[[ Records provided open ]]
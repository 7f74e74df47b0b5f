//! UDP sessions.
//!
//! UDP has no connections, so the listener makes sessions: datagrams from
//! one source address form one [`UdpConn`], handed to the current
//! [`UdpHandler`] when its first datagram arrives and ended after the idle
//! timeout.

pub mod listener;
pub mod proxy;

use std::sync::Arc;

use arc_swap::ArcSwap;
use async_trait::async_trait;

pub use listener::{UdpConn, UdpListener, UdpReplier, MAX_DATAGRAM_SIZE};
pub use proxy::UdpProxy;

/// Takes ownership of a UDP session.
#[async_trait]
pub trait UdpHandler: Send + Sync {
    async fn serve_udp(&self, conn: UdpConn);
}

/// Swallows every datagram of a session until it expires.
#[derive(Debug, Default)]
pub struct DropHandler;

#[async_trait]
impl UdpHandler for DropHandler {
    async fn serve_udp(&self, mut conn: UdpConn) {
        tracing::debug!(peer_addr = %conn.peer_addr(), "No UDP router, dropping datagrams");
        while conn.recv().await.is_some() {}
    }
}

/// Atomically swappable UDP handler. New sessions use the handler current
/// at their first datagram.
#[derive(Clone)]
pub struct UdpHandlerSwitcher {
    current: Arc<ArcSwap<Arc<dyn UdpHandler>>>,
}

impl UdpHandlerSwitcher {
    pub fn new(handler: Arc<dyn UdpHandler>) -> Self {
        Self {
            current: Arc::new(ArcSwap::from_pointee(handler)),
        }
    }

    pub fn switch(&self, handler: Arc<dyn UdpHandler>) {
        self.current.store(Arc::new(handler));
    }

    pub fn current(&self) -> Arc<dyn UdpHandler> {
        (**self.current.load()).clone()
    }
}

impl Default for UdpHandlerSwitcher {
    fn default() -> Self {
        Self::new(Arc::new(DropHandler))
    }
}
[[ Records provided closed ]]
## Task
Go through the entries above and copy each line holding the string "listener".

## Response to the exercise
//! UDP has no connections, so the listener makes sessions: datagrams from
pub mod listener;
pub use listener::{UdpConn, UdpListener, UdpReplier, MAX_DATAGRAM_SIZE};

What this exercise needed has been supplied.